Three Data Indicators

The current situation in Europe, India, and Brazil each (and all) demonstrate the continuing risk of another surge in disease.

US hospital admissions related to covid continue to ease. This indicator is our most rigorous signal of covid’s “demand-pull” on the healthcare system. In my judgment fatalities, while even more rigorous, signal demand cessation or, perhaps, demand intensity.

US case counts are suggestive and worth watching, but substantially undercount actual “consumption” of covid.

Especially in comparison with much of Europe, India, and Brazil, these US data indicators are clearly more positive. But current case counts (at least in the US with its anemic testing/tracing system) typically lag viral flows by a matter of several days. New hospital admissions typically reflect disease conditions two or three weeks prior. In either case, once case counts and hospitalizations are surging it is too late to stop the surge. Post-hoc we can only contain.

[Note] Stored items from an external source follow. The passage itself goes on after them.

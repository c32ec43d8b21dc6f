use crate::common::host_matcher::{HostMatcher, HostMatcherBuilder};
use crate::config::LoadError;
use crate::dispatch::ConnTarget;
use aho_corasick::AhoCorasick;
use arc_swap::ArcSwap;
use chrono::{DateTime, Local};
use ipnet::IpNet;
use radix_trie::{Trie, TrieCommon};
use serde::{Deserialize, Serialize};
use std::collections::{HashMap, HashSet};
use std::fmt::{Debug, Formatter};
use std::net::IpAddr;
use std::str::FromStr;
use std::sync::Arc;
use std::time::Duration;

#[derive(Debug, Clone, Copy, PartialEq, Eq, Hash)]
pub enum MatcherKind {
    DomainSuffix,
    DomainKeyword,
    ExactDomain,
    IpCidr,
    ProcessName,
}

/// How the entries of a provider are interpreted.
#[derive(Serialize, Deserialize, Debug, Clone, Copy, PartialEq, Eq)]
#[serde(rename_all = "kebab-case")]
pub enum Behavior {
    /// `+.x`, `*.x` and `.x` are suffixes, bare entries are exact
    Domain,
    DomainSuffix,
    DomainKeyword,
    #[serde(alias = "ip-cidr")]
    Ipcidr,
    ProcessName,
    /// `KIND,value[,no-resolve]` per entry
    Classical,
}

#[derive(Serialize, Deserialize, Debug, Clone, Copy, PartialEq, Eq, Default)]
#[serde(rename_all = "lowercase")]
pub enum PayloadFormat {
    Text,
    #[default]
    Yaml,
}

/// Raw content of a named rule set together with how to read it.
#[derive(Debug, Clone)]
pub struct RuleSetSource {
    pub name: String,
    pub behavior: Behavior,
    pub format: PayloadFormat,
    pub content: String,
    pub refresh_interval: Option<Duration>,
}

impl RuleSetSource {
    pub fn inline<S: Into<String>>(name: S, behavior: Behavior, entries: &[&str]) -> Self {
        Self {
            name: name.into(),
            behavior,
            format: PayloadFormat::Text,
            content: entries.join("\n"),
            refresh_interval: None,
        }
    }
}

#[derive(Deserialize)]
struct RawRuleSchema {
    #[serde(default)]
    payload: Vec<serde_yaml::Value>,
}

fn ip_to_bits(ip: IpAddr) -> Vec<u8> {
    match ip {
        IpAddr::V4(v4) => octets_to_bits(&v4.octets(), 32),
        IpAddr::V6(v6) => octets_to_bits(&v6.octets(), 128),
    }
}

fn octets_to_bits(octets: &[u8], prefix_len: u8) -> Vec<u8> {
    let mut ret = Vec::with_capacity(prefix_len as usize);
    for oct in octets {
        for i in (0..8).rev() {
            if ret.len() == prefix_len as usize {
                return ret;
            }
            ret.push(u8::from(oct & (1 << i) != 0));
        }
    }
    ret
}

/// CIDR blocks of one address family, keyed by their prefix bits.
struct CidrTable {
    trie: Trie<Vec<u8>, ()>,
    // a /0 entry has an empty key
    covers_all: bool,
    count: usize,
}

impl CidrTable {
    fn new(nets: Vec<Vec<u8>>) -> Self {
        let count = nets.len();
        let covers_all = nets.iter().any(|n| n.is_empty());
        Self {
            trie: Trie::from_iter(nets.into_iter().filter(|n| !n.is_empty()).map(|n| (n, ()))),
            covers_all,
            count,
        }
    }

    fn contains(&self, bits: &[u8]) -> bool {
        if self.covers_all {
            return true;
        }
        if self.count == 0 {
            return false;
        }
        self.trie
            .get_ancestor(bits)
            .is_some_and(|sub| sub.value().is_some())
    }
}

/// One immutable version of a named rule set.
pub struct RuleSet {
    name: String,
    version: u64,
    loaded_at: DateTime<Local>,
    refresh_interval: Option<Duration>,
    domain: HostMatcher,
    domain_keyword: Option<AhoCorasick>,
    keyword_count: usize,
    ip_v4: CidrTable,
    ip_v6: CidrTable,
    process_name: HashSet<String>,
    skipped: usize,
}

impl Debug for RuleSet {
    fn fmt(&self, f: &mut Formatter<'_>) -> std::fmt::Result {
        write!(f, "RULE-SET({}@v{})", self.name, self.version)
    }
}

impl RuleSet {
    /// Domain kinds only look at the domain, CIDR only at the address; a
    /// kind/target mismatch is a plain non-match.
    pub fn matches(&self, target: &ConnTarget) -> bool {
        if let Some(domain) = target.domain.as_deref() {
            if self.domain.matches(domain)
                || self
                    .domain_keyword
                    .as_ref()
                    .is_some_and(|ac| ac.is_match(domain))
            {
                return true;
            }
        }
        if let Some(ip) = target.ip {
            let bits = ip_to_bits(ip);
            let hit = match ip {
                IpAddr::V4(_) => self.ip_v4.contains(&bits),
                IpAddr::V6(_) => self.ip_v6.contains(&bits),
            };
            if hit {
                return true;
            }
        }
        if let Some(proc) = target.process_name.as_ref() {
            if self.process_name.contains(proc) {
                return true;
            }
        }
        false
    }

    pub fn name(&self) -> &str {
        &self.name
    }

    pub fn version(&self) -> u64 {
        self.version
    }

    pub fn loaded_at(&self) -> DateTime<Local> {
        self.loaded_at
    }

    pub fn refresh_interval(&self) -> Option<Duration> {
        self.refresh_interval
    }

    pub fn pattern_count(&self) -> usize {
        self.domain.len()
            + self.keyword_count
            + self.ip_v4.count
            + self.ip_v6.count
            + self.process_name.len()
    }

    /// Well-formed entries of kinds the engine does not index.
    pub fn skipped_count(&self) -> usize {
        self.skipped
    }

    fn empty(name: &str, version: u64, refresh_interval: Option<Duration>) -> Self {
        RuleSet {
            name: name.to_string(),
            version,
            loaded_at: Local::now(),
            refresh_interval,
            domain: HostMatcherBuilder::new().build(),
            domain_keyword: None,
            keyword_count: 0,
            ip_v4: CidrTable::new(vec![]),
            ip_v6: CidrTable::new(vec![]),
            process_name: HashSet::new(),
            skipped: 0,
        }
    }
}

pub struct RuleSetBuilder {
    name: String,
    domain: HostMatcherBuilder,
    domain_keyword: Vec<String>,
    ip_v4: Vec<Vec<u8>>,
    ip_v6: Vec<Vec<u8>>,
    process_name: HashSet<String>,
    skipped: usize,
}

Searching for an ex ante indicator, my best — if very rough — tool has been cell phone mobility data. It has seemed to me (but much more diligent data analysis is needed) that when and where human circulation has remained at three-quarters pre-pandemic levels, covid has been much more effectively demand-managed (two-thirds is even better, the ROI beyond 2/3s has, so far, seemed negligible).

So… from a supply chain perspective, US behavior over the last three weeks is cause for concern. Can US vaccination rates mitigate the risk resulting from this increased circulation? I am much more confident that vaccinations combined with ten percent less human circulation (or even less) than shown below would avoid another demand-surge on the healthcare system in mid-to-late April.